Monday, February 8, 2010

Rant: Visit to podiatrist

One thing about which I can be proud is that I do not give up easily. Anyone who knows me will attest to that fact. This episode is no exception. When I am faced with certain symptoms, I spend hours online doing research in search of the answer and this research will continue no matter how long it takes until the problem is solved. Some people say that there is no way that anyone who has had adrenal fatigue can finish a marathon let alone run one in 3:35. I am living proof that it is possible.
Back in 2001, I was diagnosed with tarsal tunnel syndrome, an irritation of the post tibial nerve, by a bone and joint surgeon. My symptoms including numbness, burning, tingling and worse, shooting pain in the area between my ankle bone and achilles tendon. It was the official end to my days as a competitor in my first running life. More than a year later, my continued research led me to believe that my taking Synthroid, which I never should have been prescribed, was a major contributing factor to my development of TTS. I proved to be right. Fortunately, thanks to custom made orthotics and reduced mileage, I was able to continue running. Once I began treating my adrenals, my connective tissue healing improved and I had no significant problems with TTS from 2004-2009 despite the fact that my mileage was higher than ever in '09. I did continue wearing the orthotics as a precaution and found that I might have a mild flare up if I went too long without using the orthotics. Usually, I wore orthotics on my long runs and weekday easy runs. For speed workouts, races and some tempo runs, I opted for racing flats with no orthotics.
Unfortunately, the man who designed my first orthotics went out of business in 2008 so on the advice of a coworker, I went to a local podiatrist who designed a new pair of orthotics made with a material that was harder and more rigid than my old pair. Until about a month ago, I did not have any real problems. When my TTS flared up, I initially wrote it off as being related to my hyperthyroid condition. Maybe it did play a role but my current thyroid function is not half as bad as it was when I was on Synthroid. You know the rest. A few days later, I went down with an Achilles tendon injury. I wondered if the conditions were inter-related.

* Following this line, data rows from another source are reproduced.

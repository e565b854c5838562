use super::geometry::{area_path, label_step, line_path, line_points, PRIMARY, PRIMARY_FILL};
use leptos::prelude::*;

const WIDTH: f64 = 720.0;
const HEIGHT: f64 = 260.0;
const PAD_X: f64 = 36.0;
const PAD_BOTTOM: f64 = 40.0;

#[component]
pub fn LineChart(
    #[prop(into)] labels: Signal<Vec<String>>,
    #[prop(into)] values: Signal<Vec<i64>>,
) -> impl IntoView {
    let plot_w = WIDTH - PAD_X * 2.0;
    let plot_h = HEIGHT - PAD_BOTTOM;

    let points = Memo::new(move |_| line_points(&values.get(), plot_w, plot_h));

    let ticks = move || {
        let labels = labels.get();
        let step = label_step(labels.len());
        let dense = step > 1;
        points
            .get()
            .into_iter()
            .enumerate()
            .map(|(i, p)| {
                let label = labels.get(i).cloned().unwrap_or_default();
                let tooltip = format!("Período: {}\n{} tickets", label, p.value);
                view! {
                    <g>
                        <circle cx=p.x.to_string() cy=p.y.to_string() r={if dense { "1.5" } else { "3" }} fill=PRIMARY>
                            <title>{tooltip}</title>
                        </circle>
                        {(i % step == 0).then(|| view! {
                            <text class="chart-axis-label" x=p.x.to_string() y=(plot_h + 16.0).to_string() text-anchor="middle">
                                {label}
                            </text>
                        })}
                    </g>
                }
            })
            .collect_view()
    };

    view! {
        <svg class="chart chart--line" viewBox=format!("0 0 {} {}", WIDTH, HEIGHT) preserveAspectRatio="xMidYMid meet">
            <line class="chart-axis" x1=PAD_X.to_string() y1=plot_h.to_string() x2=(WIDTH - PAD_X).to_string() y2=plot_h.to_string() stroke="#dee2e6"/>
            <g transform=format!("translate({}, 0)", PAD_X)>
                <path d=move || area_path(&points.get(), plot_h) fill=PRIMARY_FILL stroke="none"/>
                <path d=move || line_path(&points.get()) fill="none" stroke=PRIMARY stroke-width="2"/>
                {ticks}
            </g>
        </svg>
    }
}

About 3 weeks after I began researching Achilles tendon injuries and tarsal tunnel syndrome, I finally came across something that was intriguing about TTS. An article stated that yes, orthotics are recommend as a treatment for TTS BUT you may develop TTS by using the wrong type of orthotics, particularly those which are hard and rigid rather than soft and flexible! Bingo! That makes a lot of sense to me. On my first run back, I ran a mile in racing flats with no orthotics with a last 200 at sub-6:00 pace without any significant pain. The next day, I wore the orthotics on a 4 mile Trak Shak run. The TTS flared up in Mile 2 and it wasn't long until I felt some Achilles pain as well. True, 4 miles is a lot harder on the body than 1 mile but on the Trak Shak run, I never ran faster than a 7:20 pace at any time on the course.
Today, I went down to Monty to see the podiatrist in hopes of getting some answers. I had to wait an hour to see him then he told me that under Alabama law, he is not allowed to examine my Achilles tendon. I'll let my readers choose the properly offensive adjective to describe that policy. Yes, I did say that the Achilles was the problem when I scheduled the appointment so the doctor essentially wasted my time and charged me $30. He also that the orthotics were still good!!?? If I can handle a longer run with the racing flats, that will vindicate me. I asked him if there is a chance that the TTS contributed to my strained Achilles. He replied that it is possible just as I suspected. I may have altered my running gait to minimize my TTS pain, which may have put extra stress on my AT. In short, the whole point of this post is that this injury may never have happened if I was given proper orthotics. I am angry as I should be. Good doctors do exist but they sure are hard to find. This is not the first time that I've been burned by a doctor on a matter directly related to my running. I once had a stress fracture misdiagnosed as shin splints despite the fact that I had clear symptoms of a fracture including a lump that was painful to the touch. I was told to start again gradually and turned a 6 week injury into a 3 month layoff.
I will try not to dwell on this. I am happy that I may be able to salvage a racing season this Spring after all. I won't do well at Mercedes but just finishing will be a major victory. I should do fairly well in Atlanta then by the time Nashville rolls around, I could be back to PR shape. By Wednesday, I will be back to running moderate mileage. Despite my nearly painless 6:10 mile tonight, I will not declare victory yet but it sure is looking better than it was 5 days ago.